For the last 13 years, Miringoff and his fellow researchers at Fordham’s
Institute for Innovation in Social Policy have been tracking what they call
the social health of the United States. “If we closely monitor economic
events by means of such measures as the GDP and the Dow Jones Average, if we
even track the weather and the results of professional sports on a daily
basis,” asks Miringoff, “should we not be monitoring just as carefully the
combined impact of such problems as infant mortality, teen suicide, poverty,
and the availability of affordable housing?”
Driven by the
democratic spirit of that well-formulated question, Miringoff et al. have been
monitoring 16 “leading social health indicators.” Their list includes
child abuse, child poverty, high school dropout rates, average weekly
earnings, unemployment, health insurance coverage, senior citizen poverty,
health insurance for the elderly, food stamp coverage, access to affordable
housing, and the gap between rich and poor. Exploring these all-too forgotten
indicators, the researchers integrate the available data to produce a combined
index of the “social well-being of American society.” In doing so, they
are less concerned with the post-modern plight of the affluent than they are
with how modern society distributes basic social and economic resources to all
of its citizens.
It’s an
interesting approach. While standard elite measures like the Index of Leading
Economic Indicators have long synthesized standard economic statistics to
report big economic changes, basic social data is rarely integrated to signal
big transformations in American social experience.
The results of
the Fordham Institute’s last report prior to the elections are anything but
sanguine about the American experience. In 1997, the last year for which
comprehensive data are available, the Institute’s Index of Social Health for
the United States declined 1.3 percent to 46 out of a possible 100. More
broadly, Miringoff reports that the social health of America in the 1990s is
far below past levels. Since 1970, the annual U.S. social health index has
stayed the same twice, improved ten times, and declined fifteen times.

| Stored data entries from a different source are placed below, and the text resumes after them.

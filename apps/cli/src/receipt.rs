//! # Receipt Output
//!
//! Renders a [`CheckInfo`] to the semicolon-delimited result format, used
//! for both the result file and the console.
//!
//! ## Layout
//! ```text
//! Date;Time
//! 01.01.2024;12:00:00
//!
//! QTY;DESCRIPTION;PRICE;DISCOUNT;TOTAL
//! 3;Milk;1.07$;0.10$;3.21$
//!
//! DISCOUNT CARD;DISCOUNT PERCENTAGE
//! 1111;3%
//!
//! TOTAL PRICE;TOTAL DISCOUNT;TOTAL WITH DISCOUNT
//! 3.21$;0.10$;3.11$
//! ```
//!
//! Failure receipts render as:
//! ```text
//! ERROR
//! BAD REQUEST
//! ```
//!
//! The sectioned layout (blank separator lines, unquoted cells) is written
//! by hand rather than through a CSV writer, which would quote the empty
//! separator records. Output is stable byte-for-byte for a fixed CheckInfo;
//! downstream fixtures compare against it verbatim.

use std::fs::File;
use std::io::{self, BufWriter, Write};
use std::path::Path;

use tracing::info;

use crate::error::AppError;
use check_core::{CheckInfo, Money};

/// Writes the receipt to any writer in the result-file format.
pub fn write_receipt<W: Write>(check: &CheckInfo, mut writer: W) -> Result<(), AppError> {
    if !check.is_success() {
        writeln!(writer, "ERROR")?;
        writeln!(writer, "{}", check.error)?;
        writer.flush()?;
        return Ok(());
    }

    writeln!(writer, "Date;Time")?;
    writeln!(
        writer,
        "{};{}",
        check.check_time.format("%d.%m.%Y"),
        check.check_time.format("%H:%M:%S")
    )?;
    writeln!(writer)?;

    writeln!(writer, "QTY;DESCRIPTION;PRICE;DISCOUNT;TOTAL")?;
    for record in &check.records {
        writeln!(
            writer,
            "{};{};{};{};{}",
            record.quantity,
            record.description,
            money_cell(record.price()),
            money_cell(record.discount()),
            money_cell(record.total())
        )?;
    }
    writeln!(writer)?;

    if let Some(card) = &check.discount_card {
        writeln!(writer, "DISCOUNT CARD;DISCOUNT PERCENTAGE")?;
        writeln!(writer, "{};{}%", card.number, card.discount_pct)?;
        writeln!(writer)?;
    }

    writeln!(writer, "TOTAL PRICE;TOTAL DISCOUNT;TOTAL WITH DISCOUNT")?;
    writeln!(
        writer,
        "{};{};{}",
        money_cell(check.total_price()),
        money_cell(check.total_discount()),
        money_cell(check.total_with_discount())
    )?;

    writer.flush()?;
    Ok(())
}

/// Writes the receipt to the result file.
pub fn save_to_file(check: &CheckInfo, path: &Path) -> Result<(), AppError> {
    let file = File::create(path)?;
    write_receipt(check, BufWriter::new(file))?;
    info!(path = %path.display(), "receipt saved");
    Ok(())
}

/// Mirrors the receipt on the console.
pub fn print_to_console(check: &CheckInfo) -> Result<(), AppError> {
    write_receipt(check, io::stdout().lock())
}

/// Renders a money value as a receipt cell: `1.07$`.
fn money_cell(amount: Money) -> String {
    format!("{}.{:02}$", amount.dollars(), amount.cents_part())
}

// =============================================================================
// Unit Tests
// =============================================================================

#[cfg(test)]
mod tests {
    use super::*;
    use chrono::{TimeZone, Utc};
    use check_core::{CheckError, DiscountCard, ProductCheckRecord};

    fn render(check: &CheckInfo) -> String {
        let mut buffer = Vec::new();
        write_receipt(check, &mut buffer).unwrap();
        String::from_utf8(buffer).unwrap()
    }

    fn success_receipt() -> CheckInfo {
        CheckInfo {
            check_time: Utc.with_ymd_and_hms(2024, 1, 1, 12, 0, 0).unwrap(),
            records: vec![ProductCheckRecord {
                description: "Milk".to_string(),
                price_cents: 107,
                quantity: 3,
                discount_cents: 10,
                total_cents: 321,
            }],
            total_price_cents: 321,
            discount_card: Some(DiscountCard {
                id: 1,
                number: 1111,
                discount_pct: 3,
            }),
            save_to_file: true,
            error: CheckError::None,
        }
    }

    #[test]
    fn test_success_layout() {
        let expected = "\
Date;Time
01.01.2024;12:00:00

QTY;DESCRIPTION;PRICE;DISCOUNT;TOTAL
3;Milk;1.07$;0.10$;3.21$

DISCOUNT CARD;DISCOUNT PERCENTAGE
1111;3%

TOTAL PRICE;TOTAL DISCOUNT;TOTAL WITH DISCOUNT
3.21$;0.10$;3.11$
";
        assert_eq!(render(&success_receipt()), expected);
    }

    #[test]
    fn test_no_card_omits_card_section() {
        let mut check = success_receipt();
        check.discount_card = None;
        check.records[0].discount_cents = 0;

        let rendered = render(&check);
        assert!(!rendered.contains("DISCOUNT CARD"));
        assert!(rendered.contains("TOTAL PRICE;TOTAL DISCOUNT;TOTAL WITH DISCOUNT"));
        assert!(rendered.contains("3.21$;0.00$;3.21$"));
    }

    #[test]
    fn test_multiple_lines_in_order() {
        let mut check = success_receipt();
        check.records.push(ProductCheckRecord {
            description: "Cream 400g".to_string(),
            price_cents: 271,
            quantity: 5,
            discount_cents: 136,
            total_cents: 1355,
        });
        check.total_price_cents = 321 + 1355;

        let rendered = render(&check);
        let milk = rendered.find("3;Milk").unwrap();
        let cream = rendered.find("5;Cream 400g;2.71$;1.36$;13.55$").unwrap();
        assert!(milk < cream);
    }

    #[test]
    fn test_bad_request_layout() {
        let check = CheckInfo::failure(CheckError::BadRequest, false);
        assert_eq!(render(&check), "ERROR\nBAD REQUEST\n");
    }

    #[test]
    fn test_not_enough_money_layout() {
        let check = CheckInfo::failure(CheckError::NotEnoughMoney, false);
        assert_eq!(render(&check), "ERROR\nNOT ENOUGH MONEY\n");
    }

    #[test]
    fn test_rendering_is_stable() {
        let check = success_receipt();
        assert_eq!(render(&check), render(&check));
    }
}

Especially disturbing are Miringoff’s findings that three indicators reached
their lowest level since 1970: health insurance, food stamp coverage, and the
gap between rich and poor (the difference between the percent distribution of
aggregate income received by the top fifth and the bottom fifth of families).
Economic growth and social health, Miringoff argues, have moved in opposite
directions since the mid-1970s. “It used to be that a rising tide lifted all
boats,” he says, “but at a certain point during the 1970s, per capita
income and social health split apart.” Between 1970 and 1997, while the GDP
grew by 113 percent, the Fordham index fell by 35 percent.
If
there’s a master trend in Miringoff’s report it is the worsening
distribution of wealth since the 1970s, something which Miringoff sees as a
reflection partly of “the loss of steady, well-paid jobs with benefits for
less skilled, blue-collars workers.” That finding is consistent with radical
claims that the Reagan and Clinton booms have been predicated on reduced
living and working standards for millions of working people. But Miringoff is
no chronicler or theoretician of top-down class warfare. Foreswearing any
particular ideological or partisan perspective, he limits his judgment to the
fairly incontestable conclusion—one that both a Bennett and a Chomsky could
share—that “economic growth alone does not improve the quality of life of
American society.” Since the early-to-mid 1970s, writes Miringoff, “what
has occurred in the realm of economic growth has not been the same as what has
happened in the social arena. In fact the two measures are reflecting two
different aspects of American life.”
Miringoff
leaves it to radicals to argue (and I do) that recent capitalist expansion is
built on a deepening social recession for the non-wealthy. Tired of
America’s woefully inadequate social statistics being “kicked around like
political footballs” in the U.S., Miringoff is content to advance the cause
of improved information on the nation’s social well-being.
Two Americas
Still,
by looking at child poverty, wage rates, affordable housing, food stamps, and
distribution issues, Miringoff suggests a class-sensitive narrative, one that
is more consistent with a Marxian approach than with the Weberian tale of
post-modern disenchantment with generalized uber-prosperity. “It’s a
story,” Miringoff recently told the Tribune, “of a lot of Americans
not quite making ends meet as readily as one might think in a time of
prosperity.” The picture that emerges from Miringoff’s more social and
economic approach to American malaise is one of two very different Americas:
the rich and the poor.
While
Miringoff’s data helps explain the under-reported phenomenon of sadness
among the non-affluent, it may also explain some of privileged people’s more
widely advertised disenchantment. Inequality and poverty can be alienating
even for the relatively well-off, many of whom wish to live under conditions
of community health and stability that are undermined by class polarization.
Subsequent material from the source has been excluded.